Ein weiterer wesentlicher Aspekt für das Interesse, Schulbücher zu analysieren, resultiert aus dem Tatbestand, dass Inhalte der Schulbücher hinsichtlich der sachlichen sowie methodisch-didaktischen Vorschläge häufig in einer unreflektierten Form übernommen werden. Vielfach ist zu beobachten, dass Lehrern den Konzepten der ihnen vorgeschlagenen Lehrwerke vollends vertrauen. Das erschwert jedoch die trotzdem notwendige kritische Beobachtung.[69] Damit ist eine Analyse ausgewählter Schulbücher insofern sinnvoll, als dass diese auch einen unbefangenen Umgang in Frage stellt beziehungsweise diesbezüglich sensibilisiert. Antithetisch dazu kann diese Analyse auch dazu beitragen, ein gewisses Vorurteil gegenüber bestimmten Büchern abzubauen. Auch Vorurteile und Feindbilder, zu denen jeder Lehrer sehr schnell in der Lage sein kann, wenn er sich unter Zeitdruck befindet und in kürzester Zeit zahlreiche Unterrichtsstunden durch Vertretungen oder ähnliche Situationen vorbereiten muss, können geschwächt werden. Ein Schüler kann gleichermaßen vorurteilsbehaftet sein, wenn beispielsweise Methoden im Unterricht völlig inkonvergent mit denen im Lehrbuch sind, sodass sich ein möglicherweise nur geringes Verständnisproblem in eine Antipathie umwandelt. Diese wesentlichen, beinahe alltäglichen Konflikte bilden neben dem Schwerpunkt des Inhalts den Ausgangspunkt für meine Analyse.
Ziel ist die Auseinandersetzung mit Fragen der Schulbuchanalyse, die neben der wissenschaftlichen Schulbuchforschung auch Informationen präsentiert, die eine kritische Analyse der vorgestellten Schulbücher fördern soll.
Peter Weinbrenner legt ein Konzept der Schulbuchanalyse[70] vor, das auch weitgehend Grundlage der vorliegenden Analyse darstellen soll. Er unterscheidet zwischen der Dimension des Wissens, des Designs, der fachwissenschaftlichen Inhalte, der Fachdidaktik und der erziehungswissenschaftlichen Komponenten.[71]

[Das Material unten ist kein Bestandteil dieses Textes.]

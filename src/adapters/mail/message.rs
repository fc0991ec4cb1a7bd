//! Report message composition

use crate::domain::{AttendanceError, ReportDate, Result, TIMESTAMP_FORMAT};
use chrono::NaiveDateTime;
use lettre::message::header::{ContentTransferEncoding, ContentType};
use lettre::message::{Attachment, Body, Mailbox, MultiPart, SinglePart};
use lettre::Message;

/// Everything that goes into one report message
#[derive(Debug, Clone)]
pub struct ReportMessage<'a> {
    /// Sender address
    pub from: &'a str,
    /// Recipient address
    pub to: &'a str,
    /// Day the report covers
    pub report_date: ReportDate,
    /// Time the message is generated
    pub generated_at: NaiveDateTime,
    /// Label of the source terminal, e.g. `Device 19`
    pub device_label: &'a str,
    /// Attachment file name
    pub attachment_name: String,
    /// Attachment bytes
    pub attachment: Vec<u8>,
}

/// `Daily Attendance Report - YYYY-MM-DD`
pub fn report_subject(date: ReportDate) -> String {
    format!("Daily Attendance Report - {date}")
}

/// Plain-text body describing the report scope
pub fn report_body(date: ReportDate, generated_at: NaiveDateTime, device_label: &str) -> String {
    format!(
        "Dear Team,\n\
         \n\
         Please find attached the daily attendance report for {date}.\n\
         \n\
         This report contains the first IN time for each employee via {device_label}.\n\
         \n\
         Report Details:\n\
         - Date: {date}\n\
         - Generated: {generated}\n\
         - Device: {device_label}\n\
         \n\
         Best regards,\n\
         Attendance System\n",
        generated = generated_at.format(TIMESTAMP_FORMAT),
    )
}

fn mailbox(role: &str, address: &str) -> Result<Mailbox> {
    address
        .parse::<Mailbox>()
        .map_err(|e| AttendanceError::Delivery(format!("Invalid {role} address '{address}': {e}")))
}

/// Builds the multipart message: plain-text body plus the artifact as a
/// base64-encoded `application/octet-stream` attachment
///
/// # Errors
///
/// Returns [`AttendanceError::Delivery`] if an address does not parse or the
/// message cannot be assembled.
pub fn compose_report_message(message: ReportMessage<'_>) -> Result<Message> {
    let from = mailbox("sender", message.from)?;
    let to = mailbox("recipient", message.to)?;

    let content_type = ContentType::parse("application/octet-stream")
        .map_err(|e| AttendanceError::Delivery(format!("Invalid attachment content type: {e}")))?;
    let body = Body::new_with_encoding(message.attachment, ContentTransferEncoding::Base64)
        .map_err(|_| AttendanceError::Delivery("Failed to encode attachment".to_string()))?;
    let attachment = Attachment::new(message.attachment_name).body(body, content_type);

    Message::builder()
        .from(from)
        .to(to)
        .subject(report_subject(message.report_date))
        .multipart(
            MultiPart::mixed()
                .singlepart(SinglePart::plain(report_body(
                    message.report_date,
                    message.generated_at,
                    message.device_label,
                )))
                .singlepart(attachment),
        )
        .map_err(|e| AttendanceError::Delivery(format!("Failed to build message: {e}")))
}
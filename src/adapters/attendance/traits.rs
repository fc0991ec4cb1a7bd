//! Attendance store abstraction
//!
//! The pipeline and the diagnostics only see [`AttendanceSource`], so tests
//! substitute an in-memory fake for the database.

use crate::domain::{AttendanceRecord, ReportDate, Result};
use async_trait::async_trait;

/// Read access to first-IN attendance for one terminal
#[async_trait]
pub trait AttendanceSource: Send + Sync {
    /// Opens a connection, runs a trivial statement and closes it
    ///
    /// # Errors
    ///
    /// Returns [`crate::domain::AttendanceError::Connection`] if the store is
    /// unreachable or rejects the credentials.
    async fn test_connection(&self) -> Result<()>;

    /// Earliest IN event per employee on `date`, ordered by employee code
    ///
    /// Returns an empty vector when nothing matched. Never returns partial
    /// results: any failure aborts the whole fetch.
    ///
    /// # Errors
    ///
    /// Returns [`crate::domain::AttendanceError::Connection`] when the store
    /// cannot be reached and [`crate::domain::AttendanceError::Query`] when the
    /// statement fails or a row cannot be decoded.
    async fn fetch(&self, date: ReportDate) -> Result<Vec<AttendanceRecord>>;

    /// Short description of the store for logs (never includes credentials)
    fn describe(&self) -> String;
}
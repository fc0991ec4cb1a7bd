//! Spreadsheet report generation
//!
//! [`ReportBuilder`] turns attendance records into a [`ReportArtifact`] on
//! disk. See [`builder`] for the sheet layout.

pub mod artifact;
pub mod builder;

pub use artifact::{artifact_file_name, ReportArtifact};
pub use builder::{ReportBuilder, DATA_HEADERS, DATA_SHEET, SUMMARY_HEADERS, SUMMARY_SHEET};
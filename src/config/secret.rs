//! Credential wrappers using the secrecy crate
//!
//! Store and mail passwords live in [`SecretString`]: memory is zeroed on
//! drop, `Debug` prints a redaction marker, and reading the value requires an
//! explicit `expose_secret()`.
//!
//! # Example
//!
//! ```rust
//! use attendance_report::config::secret_string;
//! use secrecy::ExposeSecret;
//!
//! let password = secret_string("sa@123".to_string());
//! assert_eq!(password.expose_secret(), "sa@123");
//! assert!(!format!("{password:?}").contains("sa@123"));
//! ```

use secrecy::{CloneableSecret, DebugSecret, Secret};
use serde::{Deserialize, Deserializer};
use zeroize::Zeroize;

/// String payload of a secret
#[derive(Clone, Debug, Zeroize)]
#[zeroize(drop)]
pub struct SecretValue(String);

impl CloneableSecret for SecretValue {}
impl DebugSecret for SecretValue {}

impl From<String> for SecretValue {
    fn from(s: String) -> Self {
        SecretValue(s)
    }
}

impl AsRef<str> for SecretValue {
    fn as_ref(&self) -> &str {
        &self.0
    }
}

impl PartialEq<str> for SecretValue {
    fn eq(&self, other: &str) -> bool {
        self.0 == other
    }
}

impl SecretValue {
    /// Check if the secret value is empty
    pub fn is_empty(&self) -> bool {
        self.0.is_empty()
    }
}

impl<'de> Deserialize<'de> for SecretValue {
    fn deserialize<D>(deserializer: D) -> Result<Self, D::Error>
    where
        D: Deserializer<'de>,
    {
        String::deserialize(deserializer).map(SecretValue)
    }
}

/// A zeroize-on-drop, Debug-redacted string
pub type SecretString = Secret<SecretValue>;

/// Wraps a plain string into a [`SecretString`]
#[inline]
pub fn secret_string(value: String) -> SecretString {
    Secret::new(SecretValue::from(value))
}
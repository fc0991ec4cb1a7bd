//! PostgreSQL attendance source
//!
//! Reads the eTimeTrackLite tables (`AttendanceLog`, `Employee`, `Device`).
//! Every call opens its own connection and tears it down before returning;
//! the connection driver task is joined on success and error paths alike, so
//! a long-running scheduler never accumulates sockets.

use super::traits::AttendanceSource;
use crate::config::DatabaseConfig;
use crate::domain::{
    collapse_to_first_in, AttendanceError, AttendanceRecord, EmployeeCode, ReportDate, Result,
};
use async_trait::async_trait;
use chrono::NaiveDateTime;
use native_tls::TlsConnector;
use postgres_native_tls::MakeTlsConnector;
use secrecy::ExposeSecret;
use std::future::Future;
use std::str::FromStr;
use std::time::Duration;
use tokio::task::JoinHandle;
use tokio_postgres::{Client, NoTls, Row};

/// First IN event per employee for one day and one terminal
///
/// `$1` is the report date, `$2` the device id.
pub const FIRST_IN_QUERY: &str = r#"
SELECT e."EmpCode"             AS emp_code,
       e."EmpName"             AS emp_name,
       e."Department"          AS department,
       MIN(a."AttendanceTime") AS first_in_time,
       d."DeviceName"          AS device_name
FROM "AttendanceLog" a
INNER JOIN "Employee" e ON a."EmpCode" = e."EmpCode"
INNER JOIN "Device" d ON a."DeviceId" = d."DeviceId"
WHERE CAST(a."AttendanceTime" AS DATE) = $1
  AND a."InOutFlag" = 'IN'
  AND a."DeviceId" = $2
GROUP BY e."EmpCode", e."EmpName", e."Department", d."DeviceName"
ORDER BY e."EmpCode"
"#;

/// Transport security of the store connection
#[derive(Debug, Clone, Copy, PartialEq, Eq)]
pub enum SslMode {
    /// Plain TCP
    Disable,
    /// TLS through native-tls, connection fails without it
    Require,
}

impl FromStr for SslMode {
    type Err = AttendanceError;

    fn from_str(s: &str) -> Result<Self> {
        match s.to_lowercase().as_str() {
            "disable" => Ok(SslMode::Disable),
            "require" => Ok(SslMode::Require),
            other => Err(AttendanceError::Configuration(format!(
                "Unknown ssl mode '{other}', expected disable or require"
            ))),
        }
    }
}

/// One open connection plus its driver task
struct Session {
    client: Client,
    driver: JoinHandle<()>,
}

impl Session {
    /// Drops the client and waits for the driver to finish
    async fn close(self) {
        drop(self.client);
        if let Err(e) = self.driver.await {
            tracing::warn!(error = %e, "PostgreSQL connection task ended abnormally");
        }
    }
}

/// [`AttendanceSource`] over tokio-postgres, one connection per call
pub struct PostgresAttendanceSource {
    pg_config: tokio_postgres::Config,
    ssl_mode: SslMode,
    device_id: i32,
    endpoint: String,
}

impl PostgresAttendanceSource {
    /// Create a source from database configuration
    ///
    /// Does not connect; connections are opened per call.
    ///
    /// # Errors
    ///
    /// Returns a configuration error for an unknown ssl mode.
    pub fn new(config: &DatabaseConfig) -> Result<Self> {
        let ssl_mode = SslMode::from_str(&config.ssl_mode)?;
        let password: &str = config.password.expose_secret().as_ref();

        let mut pg_config = tokio_postgres::Config::new();
        pg_config
            .host(&config.host)
            .port(config.port)
            .dbname(&config.name)
            .user(&config.username)
            .password(password)
            .application_name("attendance-report")
            .connect_timeout(Duration::from_secs(config.connect_timeout_seconds));
        if ssl_mode == SslMode::Require {
            pg_config.ssl_mode(tokio_postgres::config::SslMode::Require);
        }

        Ok(Self {
            pg_config,
            ssl_mode,
            device_id: config.device_id,
            endpoint: config.endpoint_display(),
        })
    }

    /// Device id the query filters on
    pub fn device_id(&self) -> i32 {
        self.device_id
    }

    async fn connect(&self) -> Result<Session> {
        let (client, driver) = match self.ssl_mode {
            SslMode::Disable => {
                let (client, connection) = self
                    .pg_config
                    .connect(NoTls)
                    .await
                    .map_err(|e| self.connection_error(e))?;
                (client, tokio::spawn(drive(connection)))
            }
            SslMode::Require => {
                let connector = TlsConnector::builder().build().map_err(|e| {
                    AttendanceError::Connection(format!("Failed to initialise TLS: {e}"))
                })?;
                let (client, connection) = self
                    .pg_config
                    .connect(MakeTlsConnector::new(connector))
                    .await
                    .map_err(|e| self.connection_error(e))?;
                (client, tokio::spawn(drive(connection)))
            }
        };

        tracing::debug!(endpoint = %self.endpoint, "PostgreSQL connection opened");
        Ok(Session { client, driver })
    }

    fn connection_error(&self, e: tokio_postgres::Error) -> AttendanceError {
        AttendanceError::Connection(format!(
            "Failed to connect to {}: {}",
            self.endpoint, e
        ))
    }
}

/// Runs the connection until the client is dropped
async fn drive<F>(connection: F)
where
    F: Future<Output = std::result::Result<(), tokio_postgres::Error>>,
{
    if let Err(e) = connection.await {
        tracing::warn!(error = %e, "PostgreSQL connection error");
    }
}

fn record_from_row(row: &Row) -> Result<AttendanceRecord> {
    let decode = |column: &str, e: tokio_postgres::Error| {
        AttendanceError::Query(format!("Failed to decode column {column}: {e}"))
    };

    let code: String = row.try_get("emp_code").map_err(|e| decode("emp_code", e))?;
    let employee_code = EmployeeCode::new(code).map_err(AttendanceError::Query)?;
    let employee_name: Option<String> =
        row.try_get("emp_name").map_err(|e| decode("emp_name", e))?;
    let department: Option<String> = row
        .try_get("department")
        .map_err(|e| decode("department", e))?;
    let first_in: Option<NaiveDateTime> = row
        .try_get("first_in_time")
        .map_err(|e| decode("first_in_time", e))?;
    let device_name: Option<String> = row
        .try_get("device_name")
        .map_err(|e| decode("device_name", e))?;

    Ok(AttendanceRecord::new(
        employee_code,
        employee_name.unwrap_or_default(),
        department.filter(|d| !d.trim().is_empty()),
        first_in,
        device_name.unwrap_or_default(),
    ))
}

#[async_trait]
impl AttendanceSource for PostgresAttendanceSource {
    async fn test_connection(&self) -> Result<()> {
        let session = self.connect().await?;
        let result = session.client.query_one("SELECT 1", &[]).await;
        session.close().await;

        result.map_err(|e| AttendanceError::Connection(format!("Connection test failed: {e}")))?;

        tracing::info!(endpoint = %self.endpoint, "PostgreSQL connection test successful");
        Ok(())
    }

    async fn fetch(&self, date: ReportDate) -> Result<Vec<AttendanceRecord>> {
        let session = self.connect().await?;
        let result = session
            .client
            .query(FIRST_IN_QUERY, &[&date.date(), &self.device_id])
            .await;
        session.close().await;

        let rows = result.map_err(|e| {
            AttendanceError::Query(format!("Attendance query for {date} failed: {e}"))
        })?;

        let records = rows
            .iter()
            .map(record_from_row)
            .collect::<Result<Vec<_>>>()?;

        let (records, merged) = collapse_to_first_in(records);
        if merged > 0 {
            tracing::warn!(
                report_date = %date,
                merged,
                "Duplicate employee codes collapsed to earliest first-IN"
            );
        }

        tracing::debug!(
            report_date = %date,
            device_id = self.device_id,
            records = records.len(),
            "Attendance fetched"
        );
        Ok(records)
    }

    fn describe(&self) -> String {
        format!("postgresql://{} (device {})", self.endpoint, self.device_id)
    }
}
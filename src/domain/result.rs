//! Result type alias

use super::errors::AttendanceError;

/// Result type alias for report operations
///
/// # Examples
///
/// ```
/// use attendance_report::domain::result::Result;
/// use attendance_report::domain::errors::AttendanceError;
///
/// fn failing_function() -> Result<()> {
///     Err(AttendanceError::Query("relation does not exist".to_string()))
/// }
/// ```
pub type Result<T> = std::result::Result<T, AttendanceError>;
// Attendance Report - Daily first-IN attendance report mailer
// Copyright (c) 2025 Attendance Report Contributors
// Licensed under the MIT License

//! # Attendance Report
//!
//! Builds a daily attendance spreadsheet from the first IN event of every
//! employee on one attendance terminal, mails it, and deletes it again.
//!
//! ## Overview
//!
//! - **Fetch** first-IN timestamps for a date from the attendance store
//! - **Build** `Daily_Attendance_YYYYMMDD.xlsx` with a data and a summary sheet
//! - **Deliver** the file as an email attachment over SMTP
//! - **Schedule** the run once a day at a fixed local time
//!
//! ## Architecture
//!
//! - [`cli`] - Command-line interface (`schedule`, `run`, `check`, `validate-config`)
//! - [`core`] - Report builder, pipeline, scheduler, diagnostics
//! - [`adapters`] - Attendance store and mail relay integrations
//! - [`domain`] - Records, dates and the error taxonomy
//! - [`config`] - Configuration loading and validation
//! - [`logging`] - Structured logging
//!
//! ## Quick Start
//!
//! ```rust,no_run
//! use attendance_report::config::load_config;
//! use attendance_report::core::pipeline::ReportPipeline;
//!
//! #[tokio::main]
//! async fn main() -> Result<(), Box<dyn std::error::Error>> {
//!     let config = load_config(Some("attendance.toml"))?;
//!     let pipeline = ReportPipeline::from_config(&config)?;
//!
//!     let summary = pipeline.run(None).await;
//!     println!("{} ({} records)", summary.outcome, summary.record_count);
//!     Ok(())
//! }
//! ```
//!
//! ## Error Handling
//!
//! Fallible operations return [`domain::Result`] with an
//! [`domain::AttendanceError`]. A report run itself does not fail: its
//! terminal state is a [`core::pipeline::RunOutcome`].

pub mod adapters;
pub mod cli;
pub mod config;
pub mod core;
pub mod domain;
pub mod logging;
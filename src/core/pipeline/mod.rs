//! Report pipeline
//!
//! [`ReportPipeline`] runs fetch, build, deliver and cleanup for one date and
//! reports the result as a [`RunSummary`].

pub mod orchestrator;
pub mod summary;

pub use orchestrator::ReportPipeline;
pub use summary::{RunOutcome, RunSummary};
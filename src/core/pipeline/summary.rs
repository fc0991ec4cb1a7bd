//! Run outcome and summary
//!
//! A report run never returns an error to its caller: how far it got is
//! recorded as a [`RunOutcome`] inside a [`RunSummary`].

use crate::core::report::ReportArtifact;
use crate::domain::{AttendanceError, ReportDate};
use std::fmt;
use std::path::PathBuf;
use std::time::Duration;
use uuid::Uuid;

/// Terminal state of one report run
#[derive(Debug)]
pub enum RunOutcome {
    /// No matching attendance; nothing written or sent
    CompletedEmpty,

    /// Report mailed; the artifact was removed afterwards
    CompletedDelivered {
        /// Artifact that was delivered
        artifact: ReportArtifact,
    },

    /// Store unreachable or query failed
    FailedFetch(AttendanceError),

    /// Report file could not be written
    FailedBuild(AttendanceError),

    /// Report written but not delivered; the artifact stays on disk
    FailedDeliver {
        /// Artifact retained for a manual resend
        artifact: ReportArtifact,
        /// Delivery failure
        error: AttendanceError,
    },
}

impl RunOutcome {
    /// Stable name of the terminal state
    pub fn name(&self) -> &'static str {
        match self {
            RunOutcome::CompletedEmpty => "completed-empty",
            RunOutcome::CompletedDelivered { .. } => "completed-delivered",
            RunOutcome::FailedFetch(_) => "failed-fetch",
            RunOutcome::FailedBuild(_) => "failed-build",
            RunOutcome::FailedDeliver { .. } => "failed-deliver",
        }
    }

    /// True for the `completed-*` states
    pub fn is_success(&self) -> bool {
        matches!(
            self,
            RunOutcome::CompletedEmpty | RunOutcome::CompletedDelivered { .. }
        )
    }

    /// Error that ended the run, if it failed
    pub fn error(&self) -> Option<&AttendanceError> {
        match self {
            RunOutcome::FailedFetch(error) | RunOutcome::FailedBuild(error) => Some(error),
            RunOutcome::FailedDeliver { error, .. } => Some(error),
            _ => None,
        }
    }

    /// Artifact produced by the run, if any
    pub fn artifact(&self) -> Option<&ReportArtifact> {
        match self {
            RunOutcome::CompletedDelivered { artifact }
            | RunOutcome::FailedDeliver { artifact, .. } => Some(artifact),
            _ => None,
        }
    }
}

impl fmt::Display for RunOutcome {
    fn fmt(&self, f: &mut fmt::Formatter<'_>) -> fmt::Result {
        f.write_str(self.name())
    }
}

/// Summary of one report run
#[derive(Debug)]
pub struct RunSummary {
    /// Correlates the log lines of one run
    pub run_id: Uuid,

    /// Day the run covered
    pub report_date: ReportDate,

    /// Records fetched (0 when the fetch failed)
    pub record_count: usize,

    /// Terminal state
    pub outcome: RunOutcome,

    /// Set when the delivered artifact could not be removed
    pub cleanup_warning: Option<String>,

    /// Wall time of the run
    pub duration: Duration,
}

impl RunSummary {
    /// True for the `completed-*` states
    pub fn is_success(&self) -> bool {
        self.outcome.is_success()
    }

    /// Path of an artifact still on disk after the run
    ///
    /// Only a failed delivery, or a delivered artifact whose removal failed,
    /// leaves one behind.
    pub fn retained_artifact(&self) -> Option<PathBuf> {
        match &self.outcome {
            RunOutcome::FailedDeliver { artifact, .. } => Some(artifact.path.clone()),
            RunOutcome::CompletedDelivered { artifact } if self.cleanup_warning.is_some() => {
                Some(artifact.path.clone())
            }
            _ => None,
        }
    }

    /// Emits the terminal log line of the run
    pub fn log(&self) {
        crate::log_run_complete!(
            self.run_id,
            self.outcome.name(),
            self.record_count,
            self.duration
        );
        if let Some(path) = self.retained_artifact() {
            tracing::warn!(
                run_id = %self.run_id,
                path = %path.display(),
                "Report artifact retained on disk"
            );
        }
    }
}
//! Daily trigger arithmetic in local wall-clock time

use chrono::{Duration, Local, NaiveDateTime, NaiveTime};
use std::fmt;
use std::str::FromStr;

/// Time of day a daily job fires, minute precision
#[derive(Debug, Clone, Copy, PartialEq, Eq)]
pub struct DailyTime {
    hour: u32,
    minute: u32,
}

impl DailyTime {
    /// Creates a daily time
    ///
    /// # Errors
    ///
    /// Returns an error unless `hour < 24` and `minute < 60`
    pub fn new(hour: u32, minute: u32) -> Result<Self, String> {
        if hour > 23 || minute > 59 {
            return Err(format!(
                "time out of range: {hour:02}:{minute:02} (expected 00:00 to 23:59)"
            ));
        }
        Ok(Self { hour, minute })
    }

    fn as_naive_time(&self) -> NaiveTime {
        NaiveTime::from_hms_opt(self.hour, self.minute, 0).unwrap_or(NaiveTime::MIN)
    }

    /// First occurrence of this time strictly after `after`
    pub fn next_after(&self, after: NaiveDateTime) -> NaiveDateTime {
        let candidate = after.date().and_time(self.as_naive_time());
        if candidate > after {
            candidate
        } else {
            candidate + Duration::days(1)
        }
    }
}

impl fmt::Display for DailyTime {
    fn fmt(&self, f: &mut fmt::Formatter<'_>) -> fmt::Result {
        write!(f, "{:02}:{:02}", self.hour, self.minute)
    }
}

impl FromStr for DailyTime {
    type Err = String;

    fn from_str(s: &str) -> Result<Self, Self::Err> {
        let (hour, minute) = s
            .trim()
            .split_once(':')
            .ok_or_else(|| format!("invalid time '{s}', expected HH:MM"))?;
        if minute.len() != 2 {
            return Err(format!("invalid time '{s}', expected HH:MM"));
        }
        let hour = hour
            .parse::<u32>()
            .map_err(|_| format!("invalid hour in '{s}'"))?;
        let minute = minute
            .parse::<u32>()
            .map_err(|_| format!("invalid minute in '{s}'"))?;
        Self::new(hour, minute)
    }
}

/// Source of the current local wall-clock time
pub trait Clock: Send + Sync {
    /// Current local time without zone
    fn now(&self) -> NaiveDateTime;
}

/// System clock in the process's local time zone
#[derive(Debug, Clone, Copy, Default)]
pub struct LocalClock;

impl Clock for LocalClock {
    fn now(&self) -> NaiveDateTime {
        Local::now().naive_local()
    }
}

/// Armed daily trigger
///
/// Holds the next due instant. Polling at or after that instant reports the
/// trigger as due exactly once and re-arms it for the next day's occurrence
/// after the poll time, so days that passed while the process was busy or
/// suspended are not replayed.
#[derive(Debug, Clone)]
pub struct DailyTrigger {
    at: DailyTime,
    next_run: NaiveDateTime,
}

impl DailyTrigger {
    /// Arms a trigger for the first occurrence of `at` strictly after `now`
    pub fn new(at: DailyTime, now: NaiveDateTime) -> Self {
        Self {
            at,
            next_run: at.next_after(now),
        }
    }

    /// Next due instant
    pub fn next_run(&self) -> NaiveDateTime {
        self.next_run
    }

    /// Returns true if the trigger is due at `now`, re-arming it if so
    pub fn poll(&mut self, now: NaiveDateTime) -> bool {
        if now < self.next_run {
            return false;
        }
        self.next_run = self.at.next_after(now);
        true
    }
}
// Attendance Report - Daily first-IN attendance report mailer
// Copyright (c) 2025 Attendance Report Contributors
// Licensed under the MIT License

use attendance_report::cli::commands::{EXIT_CONFIG, EXIT_FATAL};
use attendance_report::cli::{Cli, Commands};
use attendance_report::config::{load_config, ReportSystemConfig};
use attendance_report::logging::init_logging;
use clap::Parser;
use std::process;
use tokio::sync::watch;

#[tokio::main]
async fn main() {
    // Load environment variables from .env file if present
    let _ = dotenvy::dotenv();

    let cli = Cli::parse();

    let config = match load_config(cli.config.as_deref()) {
        Ok(config) => config,
        Err(e) => {
            eprintln!("❌ Failed to load configuration: {e}");
            process::exit(EXIT_CONFIG);
        }
    };

    let log_level = cli
        .log_level
        .clone()
        .unwrap_or_else(|| config.logging.level.clone());
    let guard = match init_logging(&log_level, &config.logging) {
        Ok(guard) => guard,
        Err(e) => {
            eprintln!("Failed to initialize logging: {e}");
            process::exit(EXIT_CONFIG);
        }
    };

    tracing::info!(
        version = env!("CARGO_PKG_VERSION"),
        "Attendance Report - daily first-IN report mailer"
    );

    let (shutdown_tx, shutdown_rx) = watch::channel(false);

    tokio::spawn(async move {
        #[cfg(unix)]
        {
            use tokio::signal::unix::{signal, SignalKind};
            let mut sigterm = match signal(SignalKind::terminate()) {
                Ok(sigterm) => sigterm,
                Err(e) => {
                    tracing::error!(error = %e, "Failed to create SIGTERM handler");
                    if tokio::signal::ctrl_c().await.is_ok() {
                        let _ = shutdown_tx.send(true);
                    }
                    return;
                }
            };

            tokio::select! {
                _ = tokio::signal::ctrl_c() => {
                    tracing::info!("Received SIGINT (Ctrl+C), shutting down");
                }
                _ = sigterm.recv() => {
                    tracing::info!("Received SIGTERM, shutting down");
                }
            }
            let _ = shutdown_tx.send(true);
        }

        #[cfg(not(unix))]
        {
            if let Err(e) = tokio::signal::ctrl_c().await {
                tracing::error!(error = %e, "Failed to listen for Ctrl+C");
            } else {
                tracing::info!("Received SIGINT (Ctrl+C), shutting down");
                let _ = shutdown_tx.send(true);
            }
        }
    });

    let exit_code = match execute_command(&cli, &config, shutdown_rx).await {
        Ok(code) => code,
        Err(e) => {
            tracing::error!(error = %e, "Command execution failed");
            eprintln!("Error: {e}");
            EXIT_FATAL
        }
    };

    drop(guard);
    process::exit(exit_code);
}

/// Execute the CLI command
async fn execute_command(
    cli: &Cli,
    config: &ReportSystemConfig,
    shutdown_signal: watch::Receiver<bool>,
) -> anyhow::Result<i32> {
    let command = cli.command_or_default();
    if let Err(e) = command.preflight(config) {
        tracing::error!(error = %e, "Missing configuration for command");
        eprintln!("❌ Configuration error: {e}");
        return Ok(EXIT_CONFIG);
    }

    match command {
        Commands::Schedule(args) => args.execute(config, shutdown_signal).await,
        Commands::Run(args) => args.execute(config).await,
        Commands::Check(args) => args.execute(config).await,
        Commands::ValidateConfig(args) => args.execute(config, cli.config.as_deref()).await,
    }
}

Die Wissensdimension umfasst erkenntnistheoretische Faktoren, Werturteile, Ideologien beziehungsweise den gesamten sachlich-inhaltlichen Part. Im Design ist die gesamte äußere Gestaltung sowie deren Typographie, enthaltene Grafiken und Bilder, die Farbe und die Anordnung des Materials inbegriffen. Unter dem Aspekt der Fachwissenschaftlichkeit werden sowohl die sachliche Korrektheit, aktuelle Forschungsstände sowie Kontroversen beleuchtet. Innerhalb des fachdidaktischen Bereiches werden entsprechende Ansätze, die Lernzielorientierung, Sequenzierungen und Vereinfachungen, Reduktionen, Interpretationen, Problemorientierungen sowie weitere Hilfen untersucht. Schließlich bildet der erziehungswissenschaftliche Teil einen wesentlichen Beitrag bei einer qualitativ hoch zu bewertenden Analyse, da in diesem Zusammenhang der Schulbuchtyp, dessen didaktische Funktion, die Textsortenunterscheidung, die Textverständlichkeit, die Formen der Kommunikation und der Interaktion geprüft werden. Diese, auf dem Ansatz Peter Weinbrenners basierende, Systematik kann weiterentwickelt und gewissermaßen komprimiert werden, indem man die drei großen Teilbereiche „Thematische Kriterien, Didaktische Kriterien und Gestalterische Kriterien“[72], gegeneinander abgrenzt.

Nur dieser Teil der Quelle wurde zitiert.